▶ _WORK ORDER_:
Would you please retype, exactly, the lines of the listing below between the line with "let unit = simulate_with(6, &small_config(30_000)).unwrap();" and the line with "assert!((doubled.mean_radii[i] - 2.0", inclusive?

══════

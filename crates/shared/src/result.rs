use serde::Serialize;

/// Per-group mean radii and extreme spreads for one group size, in generation order.
#[derive(Debug, Clone, PartialEq)]
pub struct GroupSamples {
    pub n_shots: usize,
    pub mean_radii: Vec<f64>,
    pub extreme_spreads: Vec<f64>,
}

impl GroupSamples {
    pub fn with_capacity(n_shots: usize, n_groups: usize) -> Self {
        Self {
            n_shots,
            mean_radii: Vec::with_capacity(n_groups),
            extreme_spreads: Vec::with_capacity(n_groups),
        }
    }

    #[inline]
    pub fn push(&mut self, mean_radius: f64, extreme_spread: f64) {
        self.mean_radii.push(mean_radius);
        self.extreme_spreads.push(extreme_spread);
    }

    pub fn n_groups(&self) -> usize {
        self.mean_radii.len()
    }

    pub fn is_empty(&self) -> bool {
        self.mean_radii.is_empty()
    }
}

/// 5th, 50th and 95th percentile of the MR/ES ratio for one group size.
#[derive(Debug, Clone, Copy, PartialEq, Serialize)]
pub struct RatioPercentiles {
    pub n_shots: usize,
    pub p5: f64,
    pub p50: f64,
    pub p95: f64,
}

impl RatioPercentiles {
    pub fn as_array(&self) -> [f64; 3] {
        [self.p5, self.p50, self.p95]
    }
}

#[derive(Debug, Clone, Copy, PartialEq, Serialize)]
pub struct DistParams {
    pub loc: f64,
    pub scale: f64,
}

#[derive(Debug, Clone, Copy, PartialEq, Serialize)]
pub struct GoodnessOfFit {
    pub statistic: f64,
    pub p_value: f64,
}

/// Mean and population variance (ddof 0); `None` for an empty sample.
pub fn mean_and_variance(sample: &[f64]) -> Option<(f64, f64)> {
    if sample.is_empty() {
        return None;
    }
    let n = sample.len() as f64;
    let mean = sample.iter().sum::<f64>() / n;
    let var = sample.iter().map(|x| (x - mean) * (x - mean)).sum::<f64>() / n;
    Some((mean, var))
}

/// Moments of a sample, biased (population) estimators.
#[derive(Debug, Clone, Copy, PartialEq, Serialize)]
pub struct SampleSummary {
    pub n: usize,
    pub mean: f64,
    pub std_dev: f64,
    pub skewness: f64,
    pub excess_kurtosis: f64,
}

impl SampleSummary {
    pub fn from_sample(sample: &[f64]) -> Self {
        let n = sample.len();
        let Some((mean, m2)) = mean_and_variance(sample) else {
            return Self {
                n,
                mean: f64::NAN,
                std_dev: f64::NAN,
                skewness: f64::NAN,
                excess_kurtosis: f64::NAN,
            };
        };
        let nf = n as f64;
        let (m3, m4) = sample.iter().fold((0.0_f64, 0.0_f64), |(m3, m4), x| {
            let d = x - mean;
            let d2 = d * d;
            (m3 + d2 * d, m4 + d2 * d2)
        });
        let (m3, m4) = (m3 / nf, m4 / nf);
        Self {
            n,
            mean,
            std_dev: m2.sqrt(),
            skewness: m3 / m2.powf(1.5),
            excess_kurtosis: m4 / (m2 * m2) - 3.0,
        }
    }
}
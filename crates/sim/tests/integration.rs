use shotgroup_shared::config::{DistributionConfig, SimulationConfig, TableConfig};
use shotgroup_sim::fit::{self, Family};
use shotgroup_sim::percentile::{ratio_percentiles, ratios};
use shotgroup_sim::runner;
use shotgroup_sim::shots::ShotSampler;
use shotgroup_sim::simulator::{group_statistics, simulate, simulate_with};

fn small_config(n_groups: usize) -> SimulationConfig {
    SimulationConfig {
        n_groups,
        batch_size: 10_000,
        ..SimulationConfig::default()
    }
}

#[test]
fn test_simulation_is_reproducible() {
    let a = simulate(5, 20_000, 42, 5_000).unwrap();
    let b = simulate(5, 20_000, 42, 5_000).unwrap();
    assert_eq!(a.mean_radii, b.mean_radii);
    assert_eq!(a.extreme_spreads, b.extreme_spreads);
}

#[test]
fn test_batching_does_not_change_results() {
    let batched = simulate(5, 100_000, 42, 50_000).unwrap();
    let single = simulate(5, 100_000, 42, 100_000).unwrap();
    assert_eq!(batched.mean_radii, single.mean_radii);
    assert_eq!(batched.extreme_spreads, single.extreme_spreads);
}

#[test]
fn test_group_statistics_non_negative_and_extreme_spread_is_max_pair() {
    let mut sampler = ShotSampler::new(1.0, 7);
    let mut group = vec![[0.0; 2]; 8];
    for _ in 0..2_000 {
        sampler.fill(&mut group);
        let stats = group_statistics(&group);
        assert!(stats.mean_radius >= 0.0);
        assert!(stats.extreme_spread >= 0.0);
        for a in &group {
            for b in &group {
                let d = (a[0] - b[0]).hypot(a[1] - b[1]);
                assert!(
                    stats.extreme_spread >= d - 1e-12,
                    "pair {} > es {}",
                    d,
                    stats.extreme_spread
                );
            }
        }
    }

    let samples = simulate(3, 50_000, 42, 10_000).unwrap();
    assert!(samples.mean_radii.iter().all(|&mr| mr >= 0.0));
    assert!(samples.extreme_spreads.iter().all(|&es| es > 0.0));
}

#[test]
fn test_ratio_is_scale_invariant() {
    let unit = simulate_with(6, &small_config(30_000)).unwrap();
    let doubled_config = SimulationConfig {
        sigma: 2.0,
        ..small_config(30_000)
    };
    let doubled = simulate_with(6, &doubled_config).unwrap();

    // Same stream, every draw doubled: MR and ES double, the ratio is unchanged.
    for i in 0..unit.n_groups() {
        assert!((doubled.mean_radii[i] - 2.0 * unit.mean_radii[i]).abs() < 1e-12);
        assert!((doubled.extreme_spreads[i] - 2.0 * unit.extreme_spreads[i]).abs() < 1e-12);
    }
    let levels = [5.0, 50.0, 95.0];
    let r_unit = ratio_percentiles(&unit.mean_radii, &unit.extreme_spreads, &levels).unwrap();
    let r_doubled =
        ratio_percentiles(&doubled.mean_radii, &doubled.extreme_spreads, &levels).unwrap();
    for (a, b) in r_unit.iter().zip(&r_doubled) {
        assert!((a - b).abs() < 1e-12);
    }

    // Independent stream at sigma = 2: distributions agree within sampling noise.
    let other_config = SimulationConfig {
        sigma: 2.0,
        base_seed: 1_000,
        ..small_config(30_000)
    };
    let other = simulate_with(6, &other_config).unwrap();
    let r_other = ratio_percentiles(&other.mean_radii, &other.extreme_spreads, &levels).unwrap();
    for (a, b) in r_unit.iter().zip(&r_other) {
        assert!((a - b).abs() < 0.01, "{} vs {}", a, b);
    }
}

#[test]
fn test_ratio_medians_by_group_size() {
    let config = SimulationConfig {
        n_groups: 200_000,
        ..SimulationConfig::default()
    };
    let median = |n: usize| {
        let samples = simulate_with(n, &config).unwrap();
        ratio_percentiles(&samples.mean_radii, &samples.extreme_spreads, &[50.0]).unwrap()[0]
    };
    let m3 = median(3);
    let m5 = median(5);
    let m10 = median(10);

    for m in [m3, m5, m10] {
        assert!(m > 0.0 && m < 1.0, "median {}", m);
    }
    assert!((0.355..0.385).contains(&m5), "n=5 median {}", m5);
    assert!(m3 > m5 && m5 > m10, "medians {} {} {}", m3, m5, m10);
}

#[test]
fn test_ratios_are_finite_for_simulated_groups() {
    let samples = simulate(4, 50_000, 42, 10_000).unwrap();
    let values = ratios(&samples.mean_radii, &samples.extreme_spreads).unwrap();
    assert!(values.iter().all(|r| r.is_finite() && *r > 0.0 && *r < 1.0));
}

#[test]
fn test_table_is_monotone() {
    let table_config = TableConfig {
        group_sizes: (3..=10).collect(),
        ..TableConfig::default()
    };
    let (table, ratios) =
        runner::generate_table(&table_config, &small_config(20_000), Some(2)).unwrap();

    assert_eq!(table.n_rows(), 20);
    assert_eq!(ratios.len(), 8);
    for &n in &table_config.group_sizes {
        let mut prev = [f64::NEG_INFINITY; 3];
        for row in &table.rows {
            let cell = row.get(n).unwrap();
            assert!(cell[0] <= cell[1] && cell[1] <= cell[2], "n={} es={} {:?}", n, row.es, cell);
            for k in 0..3 {
                assert!(cell[k] > prev[k], "n={} es={} not increasing", n, row.es);
            }
            prev = cell;
        }
    }

    let json = serde_json::to_value(&table).unwrap();
    assert_eq!(json["1.0"]["5"].as_array().unwrap().len(), 3);
}

#[test]
fn test_parallel_runner_matches_sequential() {
    let config = small_config(10_000);
    let parallel = runner::run_ratio_percentiles(&[3, 4, 5, 6], &config, Some(2)).unwrap();
    assert_eq!(parallel.len(), 4);
    for (&n, r) in &parallel {
        assert_eq!(*r, runner::ratio_percentiles_for(n, &config).unwrap());
    }
}

#[test]
fn test_invalid_group_size_aborts_runner() {
    let err = runner::run_ratio_percentiles(&[3, 1], &small_config(1_000), Some(1)).unwrap_err();
    assert!(err.to_string().contains("n_shots"), "{}", err);
}

#[test]
fn test_mean_radius_fit_sanity() {
    let report = runner::analyze_mean_radius(5, &small_config(50_000), 500).unwrap();
    assert_eq!(report.n_groups, 50_000);
    assert_eq!(report.sample.len(), 50_000);
    assert!(report.fit.normal.loc.abs() < 1e-9);
    assert!((report.fit.normal.scale - 1.0).abs() < 1e-9);
    assert!(report.summary.mean.abs() < 1e-9);
    assert_eq!(report.qq_normal.len(), 500);
    assert_eq!(report.qq_rayleigh.len(), 500);
    assert!(report.fit.rayleigh.loc < -1.0);

    for gof in [report.fit.normal_gof, report.fit.rayleigh_gof] {
        assert!((0.0..=1.0).contains(&gof.statistic));
        assert!((0.0..=1.0).contains(&gof.p_value));
    }
    let better = report.better_fit;
    let (winner, loser) = match better {
        Family::Normal => (report.fit.normal_gof, report.fit.rayleigh_gof),
        Family::Rayleigh => (report.fit.rayleigh_gof, report.fit.normal_gof),
    };
    assert!(winner.statistic <= loser.statistic);
}

#[test]
fn test_distribution_analysis_per_group_size() {
    let dist = DistributionConfig {
        group_sizes: vec![3, 10],
        qq_points: 100,
    };
    let reports = runner::run_distribution_analysis(&dist, &small_config(5_000), Some(2)).unwrap();
    assert_eq!(reports.iter().map(|r| r.n_shots).collect::<Vec<_>>(), vec![3, 10]);

    let record = serde_json::to_value(&reports[0]).unwrap();
    assert!(record.get("sample").is_none());
    assert!(record["fit"]["normal_gof"]["statistic"].is_number());
}

#[test]
fn test_ks_statistic_bounds_on_poor_fit() {
    let sample: Vec<f64> = (0..1_000).map(|i| 100.0 + i as f64).collect();
    let params = shotgroup_shared::result::DistParams {
        loc: 0.0,
        scale: 1.0,
    };
    let gof = fit::goodness_of_fit(&sample, Family::Normal, params).unwrap();
    assert!((gof.statistic - 1.0).abs() < 1e-12);
    assert!(gof.p_value >= 0.0 && gof.p_value < 1e-10);
}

══════

▶ _RESULT_:
    let unit = simulate_with(6, &small_config(30_000)).unwrap();
    let doubled_config = SimulationConfig {
        sigma: 2.0,
        ..small_config(30_000)
    };
    let doubled = simulate_with(6, &doubled_config).unwrap();

    // Same stream, every draw doubled: MR and ES double, the ratio is unchanged.
    for i in 0..unit.n_groups() {
        assert!((doubled.mean_radii[i] - 2.0 * unit.mean_radii[i]).abs() < 1e-12);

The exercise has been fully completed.